We're about to build a new home page that will pull in various pages from all over our website. In particular, we want to get the latest x number of posts from each of our various blogs (a custom blog - not the off-the-shelf EpiServer version). As the blogs are scattered over the site, I'm imagining that I'll need to use FindPagesWithCriteria starting at the site root to find the blogs, and then for each blog to use FindPagesWithCriteria starting at each blog root to find the associated posts, which I will then need to sort, returning the number specified (which is likely to be only one or two posts for each blog).
Of course, if I only wanted to get the latest blog posts overall, I could simply search for blog posts starting at the site root; but because I need to find the latest posts from each blog, I assume this means I'll need to use FindPagesWithCriteria multiple times as described above.
From previous experience, using FindPagesWithCriteria multiple times on the one page has a serious impact on performance (even though we cache all calls to FindPagesWithCriteria). Does anyone know if there's a better way to go about retrieving multiple page types from multiple places? The above is just a small example of what we'd like to do - it is likely that we'll want to try and retrieve a bunch of other pages of various criteria on the same page too.
Any help would be greatly appreciated.
You could cache your results somehow. Cache the PageReferences, not the PageDatas (they're already cached and managed in the cache: cleared when updated etc). You could cache the list of blogs using a cache key which you clear when a new page of that type is published (from a global event handler for the PagePublished event).
Then you can do the same for each blog's blog posts (vary the cache key by the blog's page ID etc). Same thing here, set up a way to flush the cache when a new blog post is created (for best results you should find a way to clear only the affected blog's blog posts when a new post is created).
How does the structure of each blog look? If it is relatively flat (posts direct children of the blog, placed in a specific or a few containers or even some more levels), recursing the tree with GetChildren abd filtering for page type might be a better alternative than FindPages for getting the blog posts. The reason for this is that not only PageDatas are cached and cache managed, so are child page references. So the second time you recurse the tree chances are this will result in zero database queries.
For large trees FindPages are better because you probably don't want to pull the while page tree into the cache. With FindPages only the matching pages are construted from the database and cached.
Here's an interesting blog post with insights into FindPagesWithCriteria.

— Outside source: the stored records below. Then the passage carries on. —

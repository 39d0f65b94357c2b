pub mod domain;
pub mod ports;
pub mod prompt;
pub mod render;
pub mod session;

pub use domain::{
    DocumentParts, GeneratedDocument, GenerationStatus, LessonParams, PrintSection,
    DOCUMENT_SEPARATOR,
};
pub use ports::{LessonGenerationService, PortError, PortResult};
pub use session::LessonSession;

Thanks for that Magnus. We were already using caching that someone set up many EpiServers ago, but your advice caused me to look at this a little more closely, and I've been able to improve that side of it somewhat. But it was the idea of looking at the PagePublished published event (and MovedPage event to capture deleted pages) that has enabled the cache to be automatically updated - while I haven't tried the new method with the blogs, I used it with another portal page I built earlier and the page load as improved from around seven seconds to almost instantaneous. Brilliant.
As for the blog, the structure is such that there's a page type of "blog" that represents the home page of the blog, and each month a new page type of "blog" is created under this as the holding page for the posts for that month. As a result, the blog structure is not quite as flat as a traditional blog, and so using GetChildren would require a bunch of calls (i.e. first to get the holding pages from the parent, and again to get the blog posts from the holding pages). Therefore, I reckon that using FindPagesWithCriteria is still the way to go, but as I only need read the latest three or so posts from each blog, I can simply store these in a PageDataCollection in the cache and will only need to update the cache when someone publishes a new post. This is clearly much faster than pulling back all of the blog posts, sorting them and taking the top three, and doing that for each blog every time someone views the home page.
Thanks again for your help. The blogging juggernaut can now roll on.
Sounds like you've got things under control, great! Just a few more tips:
Don't cache a PageDataCollection. Create a helper or extension method that can transform the collection to an array of PageReferences and another method that can do the opposite. Why? If a PageData is updated your cached collection will still hold a reference to the old object. By storing a PageReference and get the PageData from DataFactory you always get the latest version, either from cache or from the database if the page was changed since the last fetch (the absolute majority of times from cache, even if it was updated since last time you requested it). This is probably not a big problem in your situation, consider it more general advice.
About finding blogs, I can't say what would be more efficient in your situation. My guess is that if each blog has tens of month containers each containing tens of blog posts it's basically a tradeoff between database calls and memory usage. But just as an observation: If you're looking for the latest x post, can't you use the fact that those should be sorted into a certain month container? In many cases you would probably only have to include the last container's posts in your collection before sorting by date and picking the top ones? Even if the posts are scarce and you get more GetChildren calls and somewhat more constructed PageDatas, both those are really cheap after the child lists and pages have been cached on the first call.
As for the in-memory sorting, the problem with getting many PageDatas is not performance in the sorting, which will probably be really fast unless you have tens of thousands of objects, but that you pull a lot of "useless" PageDatas into the cache. But because of this hierarchial date structure you can avoid that.
I think I've long ago left the real-world issue here and gone into the academic field of performance. If FindPages is sufficiently fast for this scenario, use it. One should always write code carefully, but not be overly analytic about performance unless the solution actually proves to suffer from performance issues.